The bombing attacks have proved less than perfect: On Tuesday, U.S. strikes reportedly hit warehouses used by the International Committee of the Red Cross in Kabul, the Afghan capital. Three days earlier, a U.S. bomb intended for a military helicopter in Kabul crashed into a row of residential buildings a mile away, reportedly killing four civilians.

Still, resting in a lounge aboard the Vinson, pilots insisted that their bombs are hitting the proper targets.

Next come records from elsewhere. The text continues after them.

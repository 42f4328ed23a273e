//! Waiting-on-reply detection
//!
//! A thread is waiting on a reply when my newest outbound message has no
//! inbound message after it and is at least `stale_days` old.

use crate::triage::is_from_me;
use crate::types::MailMessage;
use chrono::{DateTime, NaiveDate, NaiveDateTime, Utc};

const SECONDS_PER_DAY: i64 = 86_400;

/// Parse a message date: RFC 3339, RFC 2822, or a naive ISO timestamp/date
/// taken as UTC.
pub fn parse_message_date(s: &str) -> Option<DateTime<Utc>> {
    let s = s.trim();
    if s.is_empty() {
        return None;
    }
    if let Ok(dt) = DateTime::parse_from_rfc3339(s) {
        return Some(dt.with_timezone(&Utc));
    }
    if let Ok(dt) = DateTime::parse_from_rfc2822(s) {
        return Some(dt.with_timezone(&Utc));
    }
    for format in ["%Y-%m-%dT%H:%M:%S%.f", "%Y-%m-%d %H:%M:%S%.f"] {
        if let Ok(naive) = NaiveDateTime::parse_from_str(s, format) {
            return Some(naive.and_utc());
        }
    }
    NaiveDate::parse_from_str(s, "%Y-%m-%d")
        .ok()
        .and_then(|d| d.and_hms_opt(0, 0, 0))
        .map(|naive| naive.and_utc())
}

/// [`waiting_on_reply_at`] evaluated against the current time.
pub fn waiting_on_reply(
    messages: &[MailMessage],
    my_email: &str,
    stale_days: i64,
) -> (bool, Option<DateTime<Utc>>) {
    waiting_on_reply_at(messages, my_email, stale_days, Utc::now())
}

/// Returns `(is_stale, last_outbound)`.
///
/// Messages whose date does not parse are ignored. `last_outbound` is set
/// whenever I sent something, even when the thread is not stale.
pub fn waiting_on_reply_at(
    messages: &[MailMessage],
    my_email: &str,
    stale_days: i64,
    now: DateTime<Utc>,
) -> (bool, Option<DateTime<Utc>>) {
    if my_email.trim().is_empty() {
        return (false, None);
    }

    let mut dated: Vec<(DateTime<Utc>, &MailMessage)> = messages
        .iter()
        .filter_map(|m| parse_message_date(&m.date).map(|d| (d, m)))
        .collect();
    dated.sort_by_key(|(d, _)| *d);

    let mut last_out = None;
    let mut last_in = None;
    for (date, message) in dated {
        if is_from_me(&message.from, my_email) {
            last_out = Some(date);
        } else {
            last_in = Some(date);
        }
    }

    let Some(last_out) = last_out else {
        return (false, None);
    };
    if matches!(last_in, Some(inbound) if inbound > last_out) {
        return (false, Some(last_out));
    }

    let age_days = (now - last_out).num_seconds().div_euclid(SECONDS_PER_DAY);
    (age_days >= stale_days, Some(last_out))
}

“From the movies, people think we’re up there with our hair on fire, screaming, ‘Yahoo!’ ” said a 34-year-old pilot who calls himself Dirty. “Really, it’s more of an administrative drill. I’m almost on autopilot.”

In search of smaller targets, many of the pilots are changing their missions in midair. On Sunday, Bennett was ordered to find and destroy antiaircraft weapons reportedly hidden in the foothills outside a city in southern Afghanistan. When he arrived, the guns were nowhere to be seen, so he called for new orders. None came, so Bennett headed back to the ship without dropping a bomb.

When pilots catch sight of a likely target--a grouping of tanks, for example--they can radio for permission to attack. “Then we wait for them to say, ‘Yeah, baby,’ or ‘Uh-uh,’ ” Bennett said. A radio response from a network spanning Saudi Arabia, Florida and Washington, D.C., can come back in five minutes, or can take hours.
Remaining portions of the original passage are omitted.